3. Worst sample for population mean estimation

A convenience sample (e.g., sampling friends, people in one location) is often worst. Convenience samples are biased (they don’t represent the entire population) because they rely on easy - to - reach participants. Other biased samples (e.g., voluntary response, self - selected) also produce poor estimates.

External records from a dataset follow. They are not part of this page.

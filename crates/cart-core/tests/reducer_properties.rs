//! Property tests for the cart transition.

use std::collections::HashSet;

use proptest::prelude::*;

use cart_core::prelude::*;

fn catalog_item() -> impl Strategy<Value = CatalogItem> {
    // A small id range keeps collisions frequent.
    (1u64..=8).prop_map(|id| CatalogItem::new(id, format!("Item {id}"), format!("{}", id * 5)))
}

fn action() -> impl Strategy<Value = Action> {
    prop_oneof![
        4 => catalog_item().prop_map(Action::AddToCart),
        2 => catalog_item().prop_map(Action::RemoveFromCart),
        2 => catalog_item().prop_map(Action::IncrementQuantity),
        3 => catalog_item().prop_map(Action::DecrementQuantity),
        1 => Just(Action::ClearCart),
        1 => Just(Action::Unrecognized),
    ]
}

fn cart() -> impl Strategy<Value = Cart> {
    proptest::collection::vec(action(), 0..32)
        .prop_map(|actions| actions.iter().fold(Cart::new(), |c, a| transition(&c, a)))
}

fn ids(cart: &Cart) -> Vec<ItemId> {
    cart.iter().map(|l| l.id).collect()
}

proptest! {
    #![proptest_config(ProptestConfig {
        cases: 128,
        .. ProptestConfig::default()
    })]

    /// PROPERTY: Clearing always yields the empty cart.
    #[test]
    fn property_clear_empties(cart in cart()) {
        prop_assert!(transition(&cart, &Action::ClearCart).is_empty());
    }

    /// PROPERTY: No action sequence produces two lines with the same id or a zero quantity.
    #[test]
    fn property_lines_unique_and_positive(actions in proptest::collection::vec(action(), 0..64)) {
        let mut store = CartStore::new();
        for action in actions {
            let cart = store.dispatch(action);
            let unique: HashSet<ItemId> = cart.iter().map(|l| l.id).collect();
            prop_assert_eq!(unique.len(), cart.len());
            prop_assert!(cart.iter().all(|l| l.quantity >= 1));
        }
    }

    /// PROPERTY: Actions never reorder the lines that survive them.
    #[test]
    fn property_relative_order_preserved(cart in cart(), action in action()) {
        let before = ids(&cart);
        let after = ids(&transition(&cart, &action));

        let kept: Vec<ItemId> = before.iter().copied().filter(|id| after.contains(id)).collect();
        let prefix: Vec<ItemId> = after.iter().copied().take(kept.len()).collect();
        prop_assert_eq!(kept, prefix);
    }

    /// PROPERTY: Increment never inserts a line.
    #[test]
    fn property_increment_never_inserts(cart in cart(), item in catalog_item()) {
        let next = transition(&cart, &Action::IncrementQuantity(item.clone()));
        prop_assert_eq!(next.len(), cart.len());
        if !cart.contains(item.id) {
            prop_assert_eq!(next, cart);
        }
    }

    /// PROPERTY: Add followed by decrement restores the original cart.
    #[test]
    fn property_add_then_decrement_restores(cart in cart(), item in catalog_item()) {
        let added = transition(&cart, &Action::AddToCart(item.clone()));
        let restored = transition(&added, &Action::DecrementQuantity(item));
        prop_assert_eq!(restored, cart);
    }

    /// PROPERTY: Unrecognized actions are identity.
    #[test]
    fn property_unrecognized_identity(cart in cart()) {
        prop_assert_eq!(transition(&cart, &Action::Unrecognized), cart);
    }
}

4. Completing the mean statement

To estimate the population mean:

  • Choose the “best” sample (e.g., random, large n, low SD).
  • Calculate its mean (e.g., $\bar{x}=\frac{\sum x}{n}$) and margin of error (e.g., $ME = t_{\alpha/2}\frac{s}{\sqrt{n}}$ for small samples, or $ME = z_{\alpha/2}\frac{\sigma}{\sqrt{n}}$ for large samples).
  • Report: “We believe the mean time response was $\boldsymbol{\bar{x}}$ hours (+/ - $\boldsymbol{ME}$ hours), chosen because [sample type] minimized bias/had low variability/was representative.”
Bonus: Skewed right population

A right - skewed population has a long tail on the right (high - value outliers). The mean is pulled up by the tail, while the median is less affected. If we assumed normality (symmetric) but the population is skewed right:

  • Our estimated mean (from a sample) is likely too high if the sample included outliers (since the mean is sensitive to skewness). The median would be a better measure for skewed data, but if we used the mean (assuming normality), it overestimates the “typical” value.

Without the actual sample data, these are general frameworks. To provide specific answers, share the sample details (types, sizes, means, SDs, etc.).